Kemudian sanksi yang bersifat mengganti atau biasa disebut dengan sanksi Restitutive dengan pengertian bahwa hukum dibutuhkan tidak untuk menindak tetapi untuk mengganti atau memperbaiki sesuai dengan keadaan semula. Seperti sanksi yang terdapat dalam hukum perdata yang bukan berupa sanksi tindakan melainkan penggantian material sesuai dengan kerugian pelanggaran.
Durkheim memberikan perhatian yang besar terhadap fakta sosial nonmaterial. Fakta sosial nonmaterial setidaknya terdiri dari moralitas, kesadaran kolektif, representasi kolektif dan arus sosial.

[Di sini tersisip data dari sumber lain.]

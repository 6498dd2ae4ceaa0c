//! Runtime settings
//!
//! Game rules are fixed constants; settings only cover how the game is driven.
//! Loaded from a JSON file named by `MAZE_CHASE_SETTINGS`, defaults otherwise.

use std::path::Path;
use std::time::Duration;

use serde::{Deserialize, Serialize};
use thiserror::Error;

use crate::consts::{MAX_SUBSTEPS, TICK_RATE_HZ};

/// Environment variable holding the settings file path
pub const SETTINGS_ENV: &str = "MAZE_CHASE_SETTINGS";

#[derive(Debug, Error)]
pub enum SettingsError {
    #[error("could not read settings file: {0}")]
    Io(#[from] std::io::Error),
    #[error("could not parse settings: {0}")]
    Parse(#[from] serde_json::Error),
}

#[derive(Debug, Clone, PartialEq, Eq, Serialize, Deserialize)]
#[serde(default)]
pub struct Settings {
    /// Seed for adversary wandering. `None` picks one from the clock.
    pub seed: Option<u64>,
    /// Simulation ticks per second
    pub tick_rate_hz: u32,
    /// Cap on ticks run per frame
    pub max_substeps: u32,

    // === Headless driver ===
    /// Ticks to run before exiting
    pub demo_ticks: u64,
    /// Steer the player with random turns
    pub autopilot: bool,
}

impl Default for Settings {
    fn default() -> Self {
        Self {
            seed: None,
            tick_rate_hz: TICK_RATE_HZ,
            max_substeps: MAX_SUBSTEPS,
            demo_ticks: 2400,
            autopilot: true,
        }
    }
}

impl Settings {
    pub fn from_json(json: &str) -> Result<Self, SettingsError> {
        Ok(serde_json::from_str(json)?)
    }

    pub fn from_file(path: impl AsRef<Path>) -> Result<Self, SettingsError> {
        let json = std::fs::read_to_string(path)?;
        Self::from_json(&json)
    }

    /// Settings from `MAZE_CHASE_SETTINGS`, falling back to defaults
    pub fn load() -> Self {
        let Ok(path) = std::env::var(SETTINGS_ENV) else {
            log::info!("Using default settings");
            return Self::default();
        };

        match Self::from_file(&path) {
            Ok(settings) => {
                log::info!("Loaded settings from {}", path);
                settings
            }
            Err(e) => {
                log::warn!("Ignoring settings file {}: {}", path, e);
                Self::default()
            }
        }
    }

    /// Wall-clock length of one tick (a zero rate is treated as 1 Hz)
    pub fn tick_interval(&self) -> Duration {
        Duration::from_secs(1) / self.tick_rate_hz.max(1)
    }

    /// Configured seed, or one derived from the system clock
    pub fn resolve_seed(&self) -> u64 {
        self.seed.unwrap_or_else(|| {
            std::time::SystemTime::now()
                .duration_since(std::time::UNIX_EPOCH)
                .map(|d| d.as_nanos() as u64)
                .unwrap_or(0)
        })
    }
}

#[cfg(test)]
mod tests {
    use super::*;

    #[test]
    fn test_defaults() {
        let s = Settings::default();
        assert_eq!(s.tick_rate_hz, 20);
        assert_eq!(s.tick_interval(), Duration::from_millis(50));
        assert_eq!(s.seed, None);
    }

    #[test]
    fn test_partial_json_fills_defaults() {
        let s = Settings::from_json(r#"{ "seed": 7, "tick_rate_hz": 40 }"#).unwrap();
        assert_eq!(s.seed, Some(7));
        assert_eq!(s.resolve_seed(), 7);
        assert_eq!(s.tick_interval(), Duration::from_millis(25));
        assert_eq!(s.max_substeps, MAX_SUBSTEPS);
        assert!(s.autopilot);
    }

    #[test]
    fn test_bad_json_is_an_error() {
        assert!(matches!(
            Settings::from_json("{ seed: }"),
            Err(SettingsError::Parse(_))
        ));
    }

    #[test]
    fn test_missing_file_is_an_error() {
        assert!(matches!(
            Settings::from_file("/definitely/not/here.json"),
            Err(SettingsError::Io(_))
        ));
    }

    #[test]
    fn test_zero_rate_does_not_divide_by_zero() {
        let s = Settings {
            tick_rate_hz: 0,
            ..Default::default()
        };
        assert_eq!(s.tick_interval(), Duration::from_secs(1));
    }
}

Ciri khas pemikiran Emile Durkheim adalah teorinya yang berangkat dari fakta sosial. Sehingga apa yang terjadi dilapangan distrukturalisasi untuk menjelaskan sebuah realitas konsep sosial. Strukturalisasi pemikirannya bermula dari masyarakat yang mempunyai solidaritas sosial, dalam solidaritas tersebut terdapat kesadaran bersama yang berupa moralitas sosial. Maka moralitas tersebut dapat kita katakan sebagai hukum sesuai dengan fakta sosial.
Durkheim memberikan ketentuan bahwa hukum dalam masyarakat harus memuat sanksi sebagai konsekuensi pelanggaran. Sanksi yang diberikan berbeda-beda sesuai tipe solidaritas masyarakat. Solidaritas masyarakat menurutnya terdapat dua tipe yaitu Mekanis dan Organis. Solidaritas masyarakat mekanis merupakan tipe masyarakat yang relatif tradisional dengan sanksi repressive. Sedangkan solidaritas organis merupakan tipe masyarakat yang bersifat modern atau memilki differensasi fungsional sehingga sanksi yang diberikan bersifat restitutive.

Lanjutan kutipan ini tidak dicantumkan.